И Лев Карсавин, всю жизнь посвятивший изучению западной средневековой религиозности, не может обойти молчанием “эксцессы сексуального характера”, приключающиеся при той “мистической любви к Богу, которая часто сопровождается сексуальными аффектами”{439}. По его выводу, “католичество - религия человеческая, слишком человеческая”, и мистика католичества “вносит в отношения к Божеству человеческую “прелесть”, земную эротику”{440}.
В итоге, по замечанию В. Ключевского, в католичестве “живая и действенная истина поочередно анатамируется схоластикой и гальванизируется религиозным фурором, и вера тонет в море форм и впечатлений, возбуждающих воображение и поднимающих страсти сердца”{441}.
Вторжение непреображенного эроса в мистику порождает поразительные богословские системы. Католическая блаженная Мари Севрэ (1972-1966) слышит такую речь “Христа”: “Я хочу исчерпать всю мою мощь Создателя! Пусть узнают души, что я сгораю от пламенного желания видеть их, всех и каждую, предоставленные бесконечно разнообразному воздействию моего духа... Так подготовится этот ослепительный мирный период, когда все на земле вохвалит Меня! Я, Создатель, Я хочу, перед концом Времени, Я хочу насладиться подобным молнии моим прекрасным, сверкающим творением. Я хочу увидеть его прекрасным перед тем, как разрушить эту землю”{442}. С точки зрения философской этот пассаж абсурден, потому что монотеистически понимаемый Абсолют в принципе не может исчерпать Себя в творении. С точки зрения богословской он странен, поскольку предполагает некую хилиастическую утопию, без-болезненное бытие, предшествующее Второму Пришествию (официально католическая церковь осудила хилиазм как ересь). С точки зрения политической это видение интересно тем, что оно уже легло в основу нескольких папских энциклик, трактующих социально-политические проблемы, и возвещение наступающей “цивилизации любви” (важнейшая черта которой — соединение Церкви и Синагоги){443} становится официальной доктриной католичества{444}.Конечно, описание соединения человека с Богом очень естественно берет образы от брачной любви. “И поистине бывает брак, неизреченный и Божественный. Он сочетается с каждым в отдельности, и каждый по причине удовольствия соединяется с Владыкою”, — пишет преп.

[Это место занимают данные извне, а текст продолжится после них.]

//! SQLite pools for the graph store and the fact log
//!
//! Both files share one schema; the fact log differs only in fsyncing
//! every commit.

use crate::storage::migrations;
use anyhow::{Context, Result};
use sqlx::SqlitePool;
use sqlx::sqlite::{SqliteConnectOptions, SqliteJournalMode, SqlitePoolOptions, SqliteSynchronous};
use std::path::{Path, PathBuf};
use std::str::FromStr;

const FILE_POOL_SIZE: u32 = 5;
const MEMORY_PATH: &str = ":memory:";

/// How to open one SQLite file
#[derive(Debug, Clone)]
pub struct DatabaseConfig {
    pub path: PathBuf,
    pub max_connections: u32,
    /// Apply pending migrations on open
    pub auto_migrate: bool,
    pub journal_mode: SqliteJournalMode,
    pub synchronous: SqliteSynchronous,
}

impl DatabaseConfig {
    /// Graph database at `path`: WAL journal, NORMAL sync
    pub fn with_path(path: impl Into<PathBuf>) -> Self {
        Self {
            path: path.into(),
            max_connections: FILE_POOL_SIZE,
            auto_migrate: true,
            journal_mode: SqliteJournalMode::Wal,
            synchronous: SqliteSynchronous::Normal,
        }
    }

    /// Fact log at `path`: a commit returns only once SQLite has fsynced it
    pub fn durable(path: impl Into<PathBuf>) -> Self {
        Self {
            synchronous: SqliteSynchronous::Full,
            ..Self::with_path(path)
        }
    }

    /// Private in-memory database; one connection so every query sees it
    pub fn in_memory() -> Self {
        Self {
            max_connections: 1,
            journal_mode: SqliteJournalMode::Memory,
            ..Self::with_path(MEMORY_PATH)
        }
    }

    fn is_memory(&self) -> bool {
        self.path.as_os_str() == MEMORY_PATH
    }
}

/// An open, migrated SQLite pool
#[derive(Debug, Clone)]
pub struct Database {
    pool: SqlitePool,
    config: DatabaseConfig,
}

impl Database {
    /// Open the database, creating its directory and file as needed
    pub async fn new(config: DatabaseConfig) -> Result<Self> {
        if !config.is_memory() {
            if let Some(dir) = config.path.parent().filter(|d| !d.as_os_str().is_empty()) {
                std::fs::create_dir_all(dir)
                    .with_context(|| format!("Cannot create directory {}", dir.display()))?;
            }
        }

        let options = if config.is_memory() {
            SqliteConnectOptions::from_str("sqlite::memory:")?
        } else {
            SqliteConnectOptions::new()
                .filename(&config.path)
                .create_if_missing(true)
        }
        .journal_mode(config.journal_mode)
        .synchronous(config.synchronous)
        .foreign_keys(true);

        let pool = SqlitePoolOptions::new()
            .max_connections(config.max_connections)
            .connect_with(options)
            .await
            .with_context(|| format!("Cannot open SQLite database {}", config.path.display()))?;

        let db = Self { pool, config };
        if db.config.auto_migrate {
            db.migrate().await?;
        }

        tracing::debug!(
            path = %db.config.path.display(),
            synchronous = ?db.config.synchronous,
            "SQLite database ready"
        );
        Ok(db)
    }

    pub async fn in_memory() -> Result<Self> {
        Self::new(DatabaseConfig::in_memory()).await
    }

    pub fn pool(&self) -> &SqlitePool {
        &self.pool
    }

    pub fn path(&self) -> &Path {
        &self.config.path
    }

    pub async fn migrate(&self) -> Result<()> {
        migrations::run_migrations(&self.pool)
            .await
            .context("Schema migration failed")
    }

    pub async fn migration_status(&self) -> Result<migrations::MigrationStatus> {
        migrations::migration_status(&self.pool)
            .await
            .context("Cannot read schema version")
    }

    /// Round-trip a trivial query
    pub async fn health_check(&self) -> Result<()> {
        sqlx::query("SELECT 1")
            .fetch_one(&self.pool)
            .await
            .context("SQLite did not answer")?;
        Ok(())
    }

    pub async fn close(&self) {
        self.pool.close().await;
    }
}

#[cfg(test)]
mod tests {
    use super::*;

    #[tokio::test]
    async fn test_memory_database_is_migrated() {
        let db = Database::in_memory().await.expect("open");
        db.health_check().await.expect("healthy");
        assert!(!db.migration_status().await.expect("status").needs_migration);
        assert_eq!(db.path(), Path::new(MEMORY_PATH));
    }

    #[test]
    fn test_fact_log_config_fsyncs_every_commit() {
        let graph = DatabaseConfig::with_path("course/graph.db");
        let facts = DatabaseConfig::durable("course/facts.db");
        assert!(matches!(graph.synchronous, SqliteSynchronous::Normal));
        assert!(matches!(facts.synchronous, SqliteSynchronous::Full));
        assert!(matches!(facts.journal_mode, SqliteJournalMode::Wal));
        assert_eq!(facts.max_connections, graph.max_connections);
    }

    #[tokio::test]
    async fn test_foreign_keys_are_enforced() {
        let db = Database::in_memory().await.expect("open");
        let (enabled,): (i32,) = sqlx::query_as("PRAGMA foreign_keys")
            .fetch_one(db.pool())
            .await
            .expect("pragma");
        assert_eq!(enabled, 1);
    }

    #[tokio::test]
    async fn test_chunk_hashes_survive_reopen() {
        let dir = tempfile::tempdir().expect("tempdir");
        let path = dir.path().join("nested").join("graph.db");

        let db = Database::new(DatabaseConfig::with_path(&path))
            .await
            .expect("open database");
        sqlx::query("INSERT INTO chunk_hashes (source_id, content_hash, chunk_id) VALUES (?, ?, ?)")
            .bind("lecture1.txt")
            .bind("abc")
            .bind("lecture1.txt#0")
            .execute(db.pool())
            .await
            .expect("insert hash");
        db.close().await;

        let reopened = Database::new(DatabaseConfig::with_path(&path))
            .await
            .expect("reopen database");
        let (count,): (i64,) = sqlx::query_as("SELECT COUNT(*) FROM chunk_hashes")
            .fetch_one(reopened.pool())
            .await
            .expect("count hashes");
        assert_eq!(count, 1);
    }

    #[tokio::test]
    async fn test_deleting_entity_drops_its_aliases() {
        let db = Database::in_memory().await.expect("open");

        sqlx::query("INSERT INTO entities (id, entity_type, display_name) VALUES (?, ?, ?)")
            .bind("e1")
            .bind("ALGORITHM")
            .bind("Raft")
            .execute(db.pool())
            .await
            .expect("insert entity");
        sqlx::query("INSERT INTO entity_aliases (entity_id, entity_type, alias, normalized) VALUES (?, ?, ?, ?)")
            .bind("e1")
            .bind("ALGORITHM")
            .bind("Raft")
            .bind("raft")
            .execute(db.pool())
            .await
            .expect("insert alias");

        sqlx::query("DELETE FROM entities WHERE id = ?")
            .bind("e1")
            .execute(db.pool())
            .await
            .expect("delete entity");

        let alias: Option<(String,)> = sqlx::query_as("SELECT alias FROM entity_aliases WHERE entity_id = ?")
            .bind("e1")
            .fetch_optional(db.pool())
            .await
            .expect("query alias");
        assert!(alias.is_none());
    }
}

Симеон Новый Богослов{445}. И у упомянутых мною мистичек странно не само по себе использование брачной символики — традиция “мистического брака” освящена Библией, есть она и в православной мистике. Но какие-то явственно уловимые, хотя и трудно передаваемые оттенки не позволяют сказать, что та эротика, которая пронизывает мистику католических подвижниц, является только и всецело преображенной. Богообщение в православии не связывается со сладострастной мукой.
Есть странное предубеждение в современном массовом сознании: в религии все хорошо. Все религии хороши. Всякая духовность – от Бога… Да полно-те! Человек может ошибиться всюду – в том числе и в религии.